TASK INSTRUCTIONS:
Look below and pull out each line with the word "Failing".

==============================

//! Language-model façade.
//!
//! A persona and a message go in; text comes out. The façade picks a backend
//! (explicit hint, then the persona's speech pattern, then its personality,
//! then the configured default), builds the in-character system prompt and
//! substitutes a role-keyed canned line when the backend fails.

pub mod error;
pub mod fallback;
pub mod prompt;
pub mod provider;

use std::sync::{Arc, Mutex};

use rand::rngs::StdRng;
use rand::SeedableRng;
use rustc_hash::FxHashMap;

use crate::config::{ConfigError, EngineConfig};
use crate::schema::npc::Persona;

use error::ProviderError;
use provider::{ChatCompletionsProvider, ChatRequest, OfflineProvider, ProviderKind, TextGenerationProvider};

/// Trait value (speech pattern or personality) to the backend that suits it.
pub fn preferred_provider(trait_value: &str) -> Option<ProviderKind> {
    match trait_value.trim() {
        "幽默" | "口语化" => Some(ProviderKind::Doubao),
        "严肃" | "冗长" | "正式" => Some(ProviderKind::DeepSeek),
        "简洁" => Some(ProviderKind::Coze),
        "详细" => Some(ProviderKind::VolcanoDoubao),
        _ => None,
    }
}

pub struct LanguageModel {
    providers: FxHashMap<ProviderKind, Arc<dyn TextGenerationProvider>>,
    default_provider: ProviderKind,
    rng: Mutex<StdRng>,
}

impl LanguageModel {
    /// A façade with no backends. Every call falls back until one is registered.
    pub fn new(default_provider: ProviderKind, seed: u64) -> Self {
        Self {
            providers: FxHashMap::default(),
            default_provider,
            rng: Mutex::new(StdRng::seed_from_u64(seed)),
        }
    }

    /// Every provider served locally.
    pub fn offline(seed: u64) -> Self {
        let mut llm = Self::new(ProviderKind::Coze, seed);
        for (i, kind) in ProviderKind::ALL.into_iter().enumerate() {
            llm.register(Arc::new(OfflineProvider::new(kind, seed.wrapping_add(i as u64 + 1))));
        }
        llm
    }

    /// Remote providers where a credential resolves, offline ones elsewhere.
    pub fn from_config(config: &EngineConfig, seed: u64) -> Result<Self, ConfigError> {
        let client = config.http_client()?;
        let mut llm = Self::new(config.default_provider, seed);

        for (i, kind) in ProviderKind::ALL.into_iter().enumerate() {
            let profile = config.profile(kind);
            match profile.resolve_api_key() {
                Some(key) => {
                    log::info!("{}: remote provider at {}", kind, profile.url);
                    llm.register(Arc::new(ChatCompletionsProvider::new(
                        profile,
                        key,
                        client.clone(),
                        config.request_timeout(),
                    )));
                }
                None => {
                    log::info!("{}: no credential configured, replies are generated locally", kind);
                    llm.register(Arc::new(OfflineProvider::new(kind, seed.wrapping_add(i as u64 + 1))));
                }
            }
        }
        Ok(llm)
    }

    /// Install `provider` for its kind, replacing any previous one.
    pub fn register(&mut self, provider: Arc<dyn TextGenerationProvider>) {
        self.providers.insert(provider.kind(), provider);
    }

    pub fn default_provider(&self) -> ProviderKind {
        self.default_provider
    }

    pub fn select_provider(&self, persona: &Persona, hint: Option<ProviderKind>) -> ProviderKind {
        hint.or_else(|| preferred_provider(&persona.speech_pattern))
            .or_else(|| preferred_provider(&persona.personality))
            .unwrap_or(self.default_provider)
    }

    /// One attempt against the selected backend. No retries.
    pub async fn try_converse(
        &self,
        persona: &Persona,
        message: &str,
        hint: Option<ProviderKind>,
    ) -> Result<String, ProviderError> {
        let kind = self.select_provider(persona, hint);
        let provider = self
            .providers
            .get(&kind)
            .cloned()
            .ok_or_else(|| ProviderError::Transport(format!("no provider registered for {}", kind)))?;

        let request = ChatRequest {
            persona: persona.clone(),
            system_prompt: prompt::system_prompt(persona),
            message: message.to_string(),
        };
        let reply = provider.converse(&request).await?;
        if reply.trim().is_empty() {
            return Err(ProviderError::MalformedResponse(format!("{} returned an empty reply", kind)));
        }
        log::debug!("{} replied for {}", kind, persona.name);
        Ok(reply)
    }

    /// Always returns a non-empty line; failures become a canned reply.
    pub async fn converse(&self, persona: &Persona, message: &str, hint: Option<ProviderKind>) -> String {
        match self.try_converse(persona, message, hint).await {
            Ok(reply) => reply,
            Err(e) => {
                log::warn!(
                    "{} call failed for {} ({:?}): {}",
                    self.select_provider(persona, hint),
                    persona.name,
                    e.kind(),
                    e
                );
                self.fallback(persona)
            }
        }
    }

    /// A canned line for `persona`.
    pub fn fallback(&self, persona: &Persona) -> String {
        match self.rng.lock() {
            Ok(mut rng) => fallback::fallback_reply(persona, &mut rng),
            Err(poisoned) => fallback::fallback_reply(persona, &mut poisoned.into_inner()),
        }
    }
}

#[cfg(test)]
mod tests {
    use super::*;
    use futures_util::future::BoxFuture;

    struct Failing(ProviderKind);

    impl TextGenerationProvider for Failing {
        fn kind(&self) -> ProviderKind {
            self.0
        }

        fn converse<'a>(&'a self, _: &'a ChatRequest) -> BoxFuture<'a, Result<String, ProviderError>> {
            Box::pin(async { Err(ProviderError::RateLimited) })
        }
    }

    struct Echo(ProviderKind);

    impl TextGenerationProvider for Echo {
        fn kind(&self) -> ProviderKind {
            self.0
        }

        fn converse<'a>(&'a self, request: &'a ChatRequest) -> BoxFuture<'a, Result<String, ProviderError>> {
            Box::pin(async move { Ok(format!("{}:{}", self.0, request.message)) })
        }
    }

    #[test]
    fn selection_order() {
        let llm = LanguageModel::new(ProviderKind::Coze, 0);
        let mut persona = Persona::new("甲", "商人", "严肃", "幽默");
        assert_eq!(llm.select_provider(&persona, Some(ProviderKind::VolcanoDoubao)), ProviderKind::VolcanoDoubao);
        assert_eq!(llm.select_provider(&persona, None), ProviderKind::Doubao);
        persona.speech_pattern = "标准".to_string();
        assert_eq!(llm.select_provider(&persona, None), ProviderKind::DeepSeek);
        persona.personality = "中立".to_string();
        assert_eq!(llm.select_provider(&persona, None), ProviderKind::Coze);
        persona.speech_pattern = "详细".to_string();
        assert_eq!(llm.select_provider(&persona, None), ProviderKind::VolcanoDoubao);
    }

    #[tokio::test]
    async fn unregistered_provider_is_transport_error() {
        let llm = LanguageModel::new(ProviderKind::DeepSeek, 0);
        let persona = Persona::new("甲", "商人", "中立", "标准");
        let err = llm.try_converse(&persona, "hi", None).await.unwrap_err();
        assert!(matches!(err, ProviderError::Transport(_)));
        let reply = llm.converse(&persona, "hi", None).await;
        assert!(fallback::lines_for_role("商人").contains(&reply.as_str()));
    }

    #[tokio::test]
    async fn failure_falls_back_to_role_table() {
        let mut llm = LanguageModel::new(ProviderKind::Coze, 5);
        llm.register(Arc::new(Failing(ProviderKind::Coze)));
        let persona = Persona::new("老周", "酒馆老板", "友好", "标准");
        let reply = llm.converse(&persona, "来杯酒", None).await;
        assert!(fallback::lines_for_role("酒馆老板").contains(&reply.as_str()));
    }

    #[tokio::test]
    async fn hint_routes_to_registered_backend() {
        let mut llm = LanguageModel::new(ProviderKind::Coze, 5);
        llm.register(Arc::new(Echo(ProviderKind::DeepSeek)));
        let persona = Persona::new("老周", "酒馆老板", "友好", "标准");
        let reply = llm.converse(&persona, "问路", Some(ProviderKind::DeepSeek)).await;
        assert_eq!(reply, "deepseek:问路");
    }

    #[tokio::test]
    async fn offline_facade_never_empty() {
        let llm = LanguageModel::offline(9);
        for kind in ProviderKind::ALL {
            let persona = Persona::new("路人", "未知角色", "敌对", "标准");
            let reply = llm.try_converse(&persona, "你是谁", Some(kind)).await.unwrap();
            assert!(!reply.trim().is_empty());
        }
    }
}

==============================

SOLUTION TO THIS EXERCISE:
    struct Failing(ProviderKind);
    impl TextGenerationProvider for Failing {
        llm.register(Arc::new(Failing(ProviderKind::Coze)));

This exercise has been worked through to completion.